In the honeycomb structure, the amount of the noble metal supported is preferably 0.1 to 15 g / L, more preferably 0.5 to 10 g / L.
As used herein, the amount of noble metal supported refers to the weight of the noble metal per apparent volume of the honeycomb structure. The apparent volume of the honeycomb structure is a volume including the volume of the voids, and includes the volume of the outer peripheral coat layer and / or the adhesive layer.

The honeycomb fired body has a plurality of cells, an exhaust gas introduction cell in which the end on the exhaust gas inlet side is opened and the end on the exhaust gas outlet side is sealed, and an exhaust gas introduction cell in which the end on the exhaust gas outlet side is opened and the exhaust gas inlet side. It is preferable that the end portion of the exhaust gas discharge cell is sealed.

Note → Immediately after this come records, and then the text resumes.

use std::{
    collections::HashMap,
    sync::{Arc, Mutex, MutexGuard},
    time::{Duration, Instant},
};

use password_hash::rand_core::{OsRng, RngCore};

/// In-memory one-time codes for the forgot-password flow, keyed by lowercase email.
/// Codes do not survive a restart.
#[derive(Clone)]
pub struct ResetCodes {
    ttl: Duration,
    entries: Arc<Mutex<HashMap<String, ResetEntry>>>,
}

#[derive(Debug, Clone)]
struct ResetEntry {
    code: String,
    expires_at: Instant,
}

#[derive(Debug, Clone, Copy, PartialEq, Eq)]
pub enum CodeCheck {
    Valid,
    Missing,
    Expired,
    Mismatch,
}

impl CodeCheck {
    pub fn message(self) -> &'static str {
        match self {
            CodeCheck::Valid => "Verification code is valid",
            CodeCheck::Missing => "No password reset was requested for this email",
            CodeCheck::Expired => "Verification code has expired, request a new one",
            CodeCheck::Mismatch => "Verification code is incorrect",
        }
    }
}

impl ResetCodes {
    pub fn new(ttl: Duration) -> Self {
        Self {
            ttl,
            entries: Arc::new(Mutex::new(HashMap::new())),
        }
    }

    pub fn ttl(&self) -> Duration {
        self.ttl
    }

    fn lock(&self) -> MutexGuard<'_, HashMap<String, ResetEntry>> {
        self.entries.lock().unwrap_or_else(|poisoned| poisoned.into_inner())
    }

    /// Issues a fresh six-digit code, replacing any pending one.
    pub fn issue(&self, email: &str) -> String {
        let code = (OsRng.next_u32() % 900_000 + 100_000).to_string();
        self.insert(email, code.clone(), Instant::now() + self.ttl);
        code
    }

    fn insert(&self, email: &str, code: String, expires_at: Instant) {
        let mut entries = self.lock();
        entries.retain(|_, entry| entry.expires_at > Instant::now());
        entries.insert(email.to_ascii_lowercase(), ResetEntry { code, expires_at });
    }

    /// Checks a code without consuming it. Expired entries are evicted.
    pub fn check(&self, email: &str, code: &str) -> CodeCheck {
        self.check_at(email, code, Instant::now())
    }

    fn check_at(&self, email: &str, code: &str, now: Instant) -> CodeCheck {
        let key = email.to_ascii_lowercase();
        let mut entries = self.lock();
        let Some(entry) = entries.get(&key) else {
            return CodeCheck::Missing;
        };
        if now > entry.expires_at {
            entries.remove(&key);
            return CodeCheck::Expired;
        }
        if entry.code != code.trim() {
            return CodeCheck::Mismatch;
        }
        CodeCheck::Valid
    }

    pub fn consume(&self, email: &str) {
        self.lock().remove(&email.to_ascii_lowercase());
    }
}

#[cfg(test)]
mod tests {
    use super::*;

    #[test]
    fn issued_code_is_six_digits_and_verifies() {
        let codes = ResetCodes::new(Duration::from_secs(60));
        let code = codes.issue("Driver@Example.com");
        assert_eq!(code.len(), 6);
        assert!(code.chars().all(|c| c.is_ascii_digit()));
        assert_eq!(codes.check("driver@example.com", &code), CodeCheck::Valid);
    }

    #[test]
    fn wrong_code_is_a_mismatch_and_keeps_the_entry() {
        let codes = ResetCodes::new(Duration::from_secs(60));
        let code = codes.issue("a@b.com");
        let wrong = if code == "123456" { "654321" } else { "123456" };
        assert_eq!(codes.check("a@b.com", wrong), CodeCheck::Mismatch);
        assert_eq!(codes.check("a@b.com", &code), CodeCheck::Valid);
    }

    #[test]
    fn expired_code_is_evicted() {
        let codes = ResetCodes::new(Duration::from_secs(60));
        let past = Instant::now();
        codes.insert("a@b.com", "111111".into(), past);
        let later = past + Duration::from_secs(1);
        assert_eq!(codes.check_at("a@b.com", "111111", later), CodeCheck::Expired);
        assert_eq!(codes.check("a@b.com", "111111"), CodeCheck::Missing);
    }

    #[test]
    fn consumed_code_is_gone() {
        let codes = ResetCodes::new(Duration::from_secs(60));
        let code = codes.issue("a@b.com");
        codes.consume("A@B.com");
        assert_eq!(codes.check("a@b.com", &code), CodeCheck::Missing);
    }
}
use chrono::Utc;
use sea_orm::entity::prelude::*;

#[derive(Clone, Debug, PartialEq, DeriveEntityModel)]
#[sea_orm(table_name = "cart_items")]
pub struct Model {
    #[sea_orm(primary_key, auto_increment = false)]
    pub id: Uuid,
    #[sea_orm(indexed)]
    pub user_email: String,
    pub product_id: Uuid,
    pub quantity: i32,
    pub created_at: DateTimeWithTimeZone,
    pub updated_at: DateTimeWithTimeZone,
}

#[derive(Copy, Clone, Debug, EnumIter, DeriveRelation)]
pub enum Relation {
    #[sea_orm(
        belongs_to = "super::products::Entity",
        from = "Column::ProductId",
        to = "super::products::Column::Id",
        on_delete = "Cascade"
    )]
    Products,
}

impl Related<super::products::Entity> for Entity {
    fn to() -> RelationDef {
        Relation::Products.def()
    }
}

impl ActiveModelBehavior for ActiveModel {}

impl From<Model> for crate::models::CartItem {
    fn from(model: Model) -> Self {
        Self {
            id: model.id,
            user_email: model.user_email,
            product_id: model.product_id,
            quantity: model.quantity,
            created_at: model.created_at.with_timezone(&Utc),
            updated_at: model.updated_at.with_timezone(&Utc),
        }
    }
}
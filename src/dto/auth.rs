use serde::{Deserialize, Serialize};
use utoipa::ToSchema;
use validator::Validate;

use crate::{
    models::User,
    validation::{validate_email_domain, validate_password_strength},
};

#[derive(Deserialize, Debug, ToSchema, Validate)]
pub struct RegisterRequest {
    #[validate(length(max = 100, message = "name is too long"))]
    pub name: Option<String>,
    #[validate(
        email(message = "email is invalid"),
        custom(function = "validate_email_domain")
    )]
    pub email: String,
    #[validate(
        length(min = 6, max = 64, message = "password must be 6 to 64 characters"),
        custom(function = "validate_password_strength")
    )]
    pub password: String,
}

#[derive(Deserialize, Debug, ToSchema, Validate)]
pub struct LoginRequest {
    #[validate(email(message = "email is invalid"))]
    pub email: String,
    #[validate(length(min = 1, message = "password is required"))]
    pub password: String,
}

#[derive(Deserialize, Debug, ToSchema, Validate)]
pub struct ForgotPasswordRequest {
    #[validate(email(message = "email is invalid"))]
    pub email: String,
}

#[derive(Deserialize, Debug, ToSchema, Validate)]
pub struct VerifyResetRequest {
    #[validate(length(min = 1, message = "email is required"))]
    pub email: String,
    #[validate(length(min = 1, message = "code is required"))]
    pub code: String,
}

#[derive(Deserialize, Debug, ToSchema, Validate)]
pub struct ResetPasswordRequest {
    #[validate(length(min = 1, message = "email is required"))]
    pub email: String,
    #[validate(length(min = 1, message = "code is required"))]
    pub code: String,
    #[serde(alias = "newPassword")]
    #[validate(
        length(min = 6, max = 64, message = "password must be 6 to 64 characters"),
        custom(function = "validate_password_strength")
    )]
    pub new_password: String,
}

#[derive(Debug, Serialize, ToSchema)]
pub struct AuthResponse {
    pub token: String,
    pub user: User,
}

#[derive(Debug, Serialize, ToSchema)]
pub struct ResetCodeIssued {
    pub expires_in_secs: u64,
    /// Present only when the server is configured to echo codes.
    pub code: Option<String>,
}

#[derive(Debug, Deserialize, Serialize, ToSchema)]
pub struct Claims {
    pub sub: String,
    pub email: String,
    pub name: String,
    pub role: String,
    pub exp: usize,
}
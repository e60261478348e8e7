use argon2::{
    Argon2, PasswordHasher,
    password_hash::{PasswordHash, PasswordVerifier, SaltString},
};
use chrono::{Duration, Utc};
use jsonwebtoken::{DecodingKey, EncodingKey, Header, Validation, decode, encode};
use password_hash::rand_core::OsRng;
use uuid::Uuid;
use validator::Validate;

use crate::{
    audit,
    dto::auth::{
        AuthResponse, Claims, ForgotPasswordRequest, LoginRequest, RegisterRequest,
        ResetCodeIssued, ResetPasswordRequest, VerifyResetRequest,
    },
    error::{AppError, AppResult},
    middleware::auth::AuthUser,
    models::{Role, User},
    response::{ApiResponse, Meta},
    services::password_reset::CodeCheck,
    state::AppState,
};

pub fn normalize_email(email: &str) -> String {
    email.trim().to_ascii_lowercase()
}

pub fn hash_password(password: &str) -> AppResult<String> {
    let salt = SaltString::generate(&mut OsRng);
    Argon2::default()
        .hash_password(password.as_bytes(), &salt)
        .map(|hash| hash.to_string())
        .map_err(|e| AppError::Internal(anyhow::anyhow!(e.to_string())))
}

pub fn verify_password(password: &str, password_hash: &str) -> AppResult<bool> {
    let parsed_hash = PasswordHash::new(password_hash)
        .map_err(|_| AppError::Internal(anyhow::anyhow!("Invalid password hash")))?;
    Ok(Argon2::default()
        .verify_password(password.as_bytes(), &parsed_hash)
        .is_ok())
}

pub fn issue_token(user: &User, secret: &str, ttl_hours: i64) -> AppResult<String> {
    let expiration = Utc::now()
        .checked_add_signed(Duration::hours(ttl_hours))
        .ok_or_else(|| AppError::Internal(anyhow::anyhow!("Failed to set expiration")))?;

    let claims = Claims {
        sub: user.id.to_string(),
        email: user.email.clone(),
        name: user.name.clone(),
        role: user.role.clone(),
        exp: expiration.timestamp() as usize,
    };

    encode(
        &Header::default(),
        &claims,
        &EncodingKey::from_secret(secret.as_bytes()),
    )
    .map_err(|e| AppError::Internal(anyhow::anyhow!(e.to_string())))
}

pub fn decode_token(token: &str, secret: &str) -> AppResult<Claims> {
    decode::<Claims>(
        token,
        &DecodingKey::from_secret(secret.as_bytes()),
        &Validation::default(),
    )
    .map(|data| data.claims)
    .map_err(|_| AppError::unauthorized("Invalid or expired token"))
}

fn auth_response(state: &AppState, user: User) -> AppResult<AuthResponse> {
    let token = issue_token(&user, &state.config.jwt_secret, state.config.jwt_ttl_hours)?;
    Ok(AuthResponse { token, user })
}

async fn find_user_by_email(state: &AppState, email: &str) -> AppResult<Option<User>> {
    let user = sqlx::query_as::<_, User>("SELECT * FROM users WHERE email = $1")
        .bind(email)
        .fetch_optional(&state.pool)
        .await?;
    Ok(user)
}

pub async fn register_user(
    state: &AppState,
    payload: RegisterRequest,
) -> AppResult<ApiResponse<AuthResponse>> {
    payload.validate()?;
    let email = normalize_email(&payload.email);

    if find_user_by_email(state, &email).await?.is_some() {
        return Err(AppError::Conflict("Email is already registered".to_string()));
    }

    let name = payload
        .name
        .map(|n| n.trim().to_string())
        .filter(|n| !n.is_empty())
        .unwrap_or_else(|| email.split('@').next().unwrap_or_default().to_string());
    let password_hash = hash_password(&payload.password)?;

    let user: User = sqlx::query_as(
        r#"
        INSERT INTO users (id, name, email, password_hash, role)
        VALUES ($1, $2, $3, $4, $5)
        RETURNING *
        "#,
    )
    .bind(Uuid::new_v4())
    .bind(&name)
    .bind(&email)
    .bind(password_hash)
    .bind(Role::User.as_str())
    .fetch_one(&state.pool)
    .await
    .map_err(|err| match err.as_database_error() {
        Some(db) if db.is_unique_violation() => {
            AppError::Conflict("Email is already registered".to_string())
        }
        _ => AppError::DbError(err),
    })?;

    audit::record(
        &state.orm,
        Some(user.id),
        "user_register",
        "users",
        serde_json::json!({ "user_id": user.id }),
    )
    .await;

    Ok(ApiResponse::success(
        "User created",
        auth_response(state, user)?,
        Some(Meta::empty()),
    ))
}

pub async fn login_user(
    state: &AppState,
    payload: LoginRequest,
) -> AppResult<ApiResponse<AuthResponse>> {
    payload.validate()?;
    let email = normalize_email(&payload.email);

    let user = match find_user_by_email(state, &email).await? {
        Some(u) => u,
        None => return Err(AppError::unauthorized("Invalid email or password")),
    };

    if !verify_password(&payload.password, &user.password_hash)? {
        return Err(AppError::unauthorized("Invalid email or password"));
    }

    audit::record(
        &state.orm,
        Some(user.id),
        "user_login",
        "users",
        serde_json::json!({ "user_id": user.id }),
    )
    .await;

    Ok(ApiResponse::success(
        "Logged in",
        auth_response(state, user)?,
        Some(Meta::empty()),
    ))
}

pub async fn current_user(state: &AppState, auth: &AuthUser) -> AppResult<ApiResponse<User>> {
    let user = sqlx::query_as::<_, User>("SELECT * FROM users WHERE id = $1")
        .bind(auth.user_id)
        .fetch_optional(&state.pool)
        .await?
        .ok_or(AppError::NotFound)?;
    Ok(ApiResponse::success("Current user", user, Some(Meta::empty())))
}

pub async fn request_password_reset(
    state: &AppState,
    payload: ForgotPasswordRequest,
) -> AppResult<ApiResponse<ResetCodeIssued>> {
    payload.validate()?;
    let email = normalize_email(&payload.email);

    if find_user_by_email(state, &email).await?.is_none() {
        return Err(AppError::NotFound);
    }

    let code = state.reset_codes.issue(&email);
    // No mail transport: the code is only delivered through the log or the response.
    tracing::info!(%email, %code, "password reset code issued");

    let data = ResetCodeIssued {
        expires_in_secs: state.reset_codes.ttl().as_secs(),
        code: state.config.expose_reset_code.then_some(code),
    };
    Ok(ApiResponse::success("Verification code issued", data, Some(Meta::empty())))
}

fn require_valid_code(state: &AppState, email: &str, code: &str) -> AppResult<()> {
    match state.reset_codes.check(email, code) {
        CodeCheck::Valid => Ok(()),
        other => Err(AppError::bad_request(other.message())),
    }
}

pub async fn verify_reset_code(
    state: &AppState,
    payload: VerifyResetRequest,
) -> AppResult<ApiResponse<serde_json::Value>> {
    payload.validate()?;
    require_valid_code(state, &normalize_email(&payload.email), &payload.code)?;
    Ok(ApiResponse::message(CodeCheck::Valid.message()))
}

pub async fn reset_password(
    state: &AppState,
    payload: ResetPasswordRequest,
) -> AppResult<ApiResponse<AuthResponse>> {
    payload.validate()?;
    let email = normalize_email(&payload.email);
    require_valid_code(state, &email, &payload.code)?;

    let password_hash = hash_password(&payload.new_password)?;
    let user = sqlx::query_as::<_, User>(
        "UPDATE users SET password_hash = $1 WHERE email = $2 RETURNING *",
    )
    .bind(password_hash)
    .bind(&email)
    .fetch_optional(&state.pool)
    .await?
    .ok_or(AppError::NotFound)?;

    state.reset_codes.consume(&email);

    audit::record(
        &state.orm,
        Some(user.id),
        "password_reset",
        "users",
        serde_json::json!({ "user_id": user.id }),
    )
    .await;

    Ok(ApiResponse::success(
        "Password updated",
        auth_response(state, user)?,
        Some(Meta::empty()),
    ))
}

When a plurality of cells have the above configuration, the exhaust gas that has entered the honeycomb fired body from the end on the exhaust gas inlet side passes through the cell partition wall and is discharged from the end on the exhaust gas outlet side. It can be used as a filter for.

An example of the structure of the honeycomb structure that can be used as a filter for removing PM will be described with reference to FIGS. 2 (a) and 2 (b).
FIG. 2A is a perspective view schematically showing another example of the honeycomb structure, and FIG. 2B is a sectional view taken along line BB in FIG. 2A.
In the honeycomb structure 20 shown in FIG. 2A, a large number of exhaust gas introduction cells 22a and exhaust gas discharge cells 22b are formed in the longitudinal direction of the cylindrical honeycomb fired body 21 (indicated by double-headed arrows a in FIG. 2A). The exhaust gas introduction cell 22a and the exhaust gas discharge cell 22b are formed so as to be separated from the cell partition wall 23.
Seen from one end (exhaust gas introduction side end) 24, the end 24 of the exhaust gas discharge cell 22b is sealed by the sealing portion 26b, and the exhaust gas introduction cell 22a is open. On the other hand, at the other end (exhaust gas discharge side end) 25, the exhaust gas introduction cell 22a is sealed by the sealing portion 26a, and the exhaust gas discharge cell 22b is open.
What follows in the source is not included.